BEGIN RAW DATA

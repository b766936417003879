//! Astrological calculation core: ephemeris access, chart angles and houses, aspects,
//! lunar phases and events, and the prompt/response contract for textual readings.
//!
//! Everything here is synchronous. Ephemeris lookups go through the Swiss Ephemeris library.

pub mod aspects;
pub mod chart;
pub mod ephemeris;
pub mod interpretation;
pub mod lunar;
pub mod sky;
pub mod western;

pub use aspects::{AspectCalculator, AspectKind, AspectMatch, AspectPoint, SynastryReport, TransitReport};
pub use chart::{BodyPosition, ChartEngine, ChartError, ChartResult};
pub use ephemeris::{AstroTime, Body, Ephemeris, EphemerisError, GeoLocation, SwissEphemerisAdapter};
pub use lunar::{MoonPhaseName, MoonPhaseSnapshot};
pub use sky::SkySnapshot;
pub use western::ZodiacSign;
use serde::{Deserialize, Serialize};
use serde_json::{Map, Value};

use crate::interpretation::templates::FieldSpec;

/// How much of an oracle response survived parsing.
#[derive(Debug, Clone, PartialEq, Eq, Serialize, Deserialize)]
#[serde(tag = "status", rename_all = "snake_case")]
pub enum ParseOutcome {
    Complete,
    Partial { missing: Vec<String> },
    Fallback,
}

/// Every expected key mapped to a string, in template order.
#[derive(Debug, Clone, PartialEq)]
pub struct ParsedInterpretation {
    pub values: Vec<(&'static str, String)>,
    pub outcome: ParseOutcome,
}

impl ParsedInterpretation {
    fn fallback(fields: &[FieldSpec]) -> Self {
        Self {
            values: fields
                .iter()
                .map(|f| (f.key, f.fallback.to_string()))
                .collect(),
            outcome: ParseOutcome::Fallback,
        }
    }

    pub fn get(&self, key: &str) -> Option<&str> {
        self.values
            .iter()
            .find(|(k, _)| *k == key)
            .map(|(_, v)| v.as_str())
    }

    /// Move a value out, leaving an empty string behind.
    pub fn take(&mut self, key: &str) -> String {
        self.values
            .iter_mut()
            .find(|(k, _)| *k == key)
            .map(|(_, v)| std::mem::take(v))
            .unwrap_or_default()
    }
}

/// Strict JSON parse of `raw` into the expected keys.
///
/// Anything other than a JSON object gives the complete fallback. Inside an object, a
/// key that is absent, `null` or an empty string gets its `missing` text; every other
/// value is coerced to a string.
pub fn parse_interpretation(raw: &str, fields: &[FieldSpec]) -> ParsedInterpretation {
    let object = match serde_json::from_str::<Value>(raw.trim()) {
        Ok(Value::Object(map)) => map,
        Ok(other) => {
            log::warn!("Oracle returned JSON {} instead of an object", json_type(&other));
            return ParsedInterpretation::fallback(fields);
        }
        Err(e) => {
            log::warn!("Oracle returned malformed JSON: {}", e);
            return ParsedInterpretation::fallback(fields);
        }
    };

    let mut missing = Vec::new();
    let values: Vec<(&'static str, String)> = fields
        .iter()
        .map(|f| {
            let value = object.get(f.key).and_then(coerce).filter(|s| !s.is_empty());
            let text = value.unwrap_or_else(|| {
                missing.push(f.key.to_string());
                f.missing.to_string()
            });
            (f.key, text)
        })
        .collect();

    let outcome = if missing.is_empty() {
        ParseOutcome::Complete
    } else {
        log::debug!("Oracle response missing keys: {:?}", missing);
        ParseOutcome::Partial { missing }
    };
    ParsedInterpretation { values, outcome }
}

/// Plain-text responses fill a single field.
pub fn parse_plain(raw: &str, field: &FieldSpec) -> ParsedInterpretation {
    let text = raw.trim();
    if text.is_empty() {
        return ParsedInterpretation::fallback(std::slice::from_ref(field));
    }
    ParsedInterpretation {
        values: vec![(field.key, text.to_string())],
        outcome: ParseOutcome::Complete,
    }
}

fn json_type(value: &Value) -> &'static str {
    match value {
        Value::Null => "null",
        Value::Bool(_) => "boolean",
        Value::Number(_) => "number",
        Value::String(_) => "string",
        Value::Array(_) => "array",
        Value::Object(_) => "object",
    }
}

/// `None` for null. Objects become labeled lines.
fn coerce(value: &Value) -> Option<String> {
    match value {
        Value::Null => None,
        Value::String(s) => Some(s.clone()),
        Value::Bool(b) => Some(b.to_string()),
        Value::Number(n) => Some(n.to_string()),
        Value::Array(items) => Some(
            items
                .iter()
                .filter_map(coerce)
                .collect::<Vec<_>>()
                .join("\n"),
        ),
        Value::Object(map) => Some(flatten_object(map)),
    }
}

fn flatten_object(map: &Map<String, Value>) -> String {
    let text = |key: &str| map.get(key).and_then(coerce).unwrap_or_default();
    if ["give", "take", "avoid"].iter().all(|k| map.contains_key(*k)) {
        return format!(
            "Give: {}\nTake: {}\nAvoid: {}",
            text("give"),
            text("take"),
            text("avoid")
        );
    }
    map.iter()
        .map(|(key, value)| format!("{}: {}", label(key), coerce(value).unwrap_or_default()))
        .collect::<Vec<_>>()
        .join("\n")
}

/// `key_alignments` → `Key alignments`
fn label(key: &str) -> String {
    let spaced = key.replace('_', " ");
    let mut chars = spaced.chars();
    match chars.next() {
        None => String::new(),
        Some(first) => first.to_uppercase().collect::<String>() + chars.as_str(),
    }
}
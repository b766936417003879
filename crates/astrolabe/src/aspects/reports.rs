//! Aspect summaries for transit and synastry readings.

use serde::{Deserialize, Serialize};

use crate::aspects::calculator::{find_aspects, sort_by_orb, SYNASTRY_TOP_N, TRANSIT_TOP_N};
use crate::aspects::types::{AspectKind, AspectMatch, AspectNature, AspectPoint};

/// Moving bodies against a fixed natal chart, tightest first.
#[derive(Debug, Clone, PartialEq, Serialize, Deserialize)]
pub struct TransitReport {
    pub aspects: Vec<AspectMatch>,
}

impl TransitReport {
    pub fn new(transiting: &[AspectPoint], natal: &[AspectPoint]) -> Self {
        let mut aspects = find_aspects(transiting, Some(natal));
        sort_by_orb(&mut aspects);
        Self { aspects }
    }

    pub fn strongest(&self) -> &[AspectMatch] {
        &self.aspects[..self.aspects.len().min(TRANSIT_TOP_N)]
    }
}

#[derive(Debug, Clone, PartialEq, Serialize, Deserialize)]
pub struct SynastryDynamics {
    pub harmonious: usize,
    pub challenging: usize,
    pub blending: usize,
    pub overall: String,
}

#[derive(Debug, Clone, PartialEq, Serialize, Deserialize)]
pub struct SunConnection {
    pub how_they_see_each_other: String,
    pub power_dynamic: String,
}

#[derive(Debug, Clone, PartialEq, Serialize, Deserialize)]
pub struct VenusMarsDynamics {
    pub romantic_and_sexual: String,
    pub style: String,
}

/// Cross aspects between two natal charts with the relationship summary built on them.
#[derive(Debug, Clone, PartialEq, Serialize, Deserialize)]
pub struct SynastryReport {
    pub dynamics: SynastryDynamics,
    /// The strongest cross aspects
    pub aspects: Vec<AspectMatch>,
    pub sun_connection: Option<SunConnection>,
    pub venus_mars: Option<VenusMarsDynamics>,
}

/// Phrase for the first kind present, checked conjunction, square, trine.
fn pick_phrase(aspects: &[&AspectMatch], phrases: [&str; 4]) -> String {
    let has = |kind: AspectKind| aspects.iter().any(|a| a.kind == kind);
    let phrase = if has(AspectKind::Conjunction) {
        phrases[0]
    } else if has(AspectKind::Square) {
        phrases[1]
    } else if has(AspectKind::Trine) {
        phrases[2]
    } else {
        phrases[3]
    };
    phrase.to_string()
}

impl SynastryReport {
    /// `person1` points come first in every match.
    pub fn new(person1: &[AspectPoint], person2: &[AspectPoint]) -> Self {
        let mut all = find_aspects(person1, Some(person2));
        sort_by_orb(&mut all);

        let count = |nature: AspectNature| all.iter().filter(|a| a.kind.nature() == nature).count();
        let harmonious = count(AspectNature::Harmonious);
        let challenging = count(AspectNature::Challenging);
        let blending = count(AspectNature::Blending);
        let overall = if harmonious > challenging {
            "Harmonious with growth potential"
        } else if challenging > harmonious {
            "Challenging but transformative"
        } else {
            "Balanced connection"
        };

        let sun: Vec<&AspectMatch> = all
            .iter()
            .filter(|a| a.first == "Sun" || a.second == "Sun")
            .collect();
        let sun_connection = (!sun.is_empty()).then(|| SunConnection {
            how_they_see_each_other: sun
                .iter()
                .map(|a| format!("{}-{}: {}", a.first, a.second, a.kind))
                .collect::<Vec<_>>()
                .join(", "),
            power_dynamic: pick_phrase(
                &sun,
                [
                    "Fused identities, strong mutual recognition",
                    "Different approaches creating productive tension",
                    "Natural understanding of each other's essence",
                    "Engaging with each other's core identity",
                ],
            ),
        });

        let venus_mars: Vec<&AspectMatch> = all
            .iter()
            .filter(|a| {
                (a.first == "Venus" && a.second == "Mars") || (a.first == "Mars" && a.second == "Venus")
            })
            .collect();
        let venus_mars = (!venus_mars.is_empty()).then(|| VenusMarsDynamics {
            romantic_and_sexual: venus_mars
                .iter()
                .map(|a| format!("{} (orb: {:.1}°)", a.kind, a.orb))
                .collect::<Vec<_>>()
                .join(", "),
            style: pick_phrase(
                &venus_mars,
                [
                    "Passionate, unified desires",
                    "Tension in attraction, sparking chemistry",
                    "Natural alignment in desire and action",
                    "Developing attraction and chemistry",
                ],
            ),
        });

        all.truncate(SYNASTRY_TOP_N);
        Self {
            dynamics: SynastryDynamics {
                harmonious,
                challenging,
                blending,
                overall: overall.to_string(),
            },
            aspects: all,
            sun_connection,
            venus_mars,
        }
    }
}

END RAW DATA

The lines above that hold the string "TransitReport" are to be located and copied.

#### ANSWER TO THE EXERCISE
pub use aspects::{AspectCalculator, AspectKind, AspectMatch, AspectPoint, SynastryReport, TransitReport};
pub struct TransitReport {
impl TransitReport {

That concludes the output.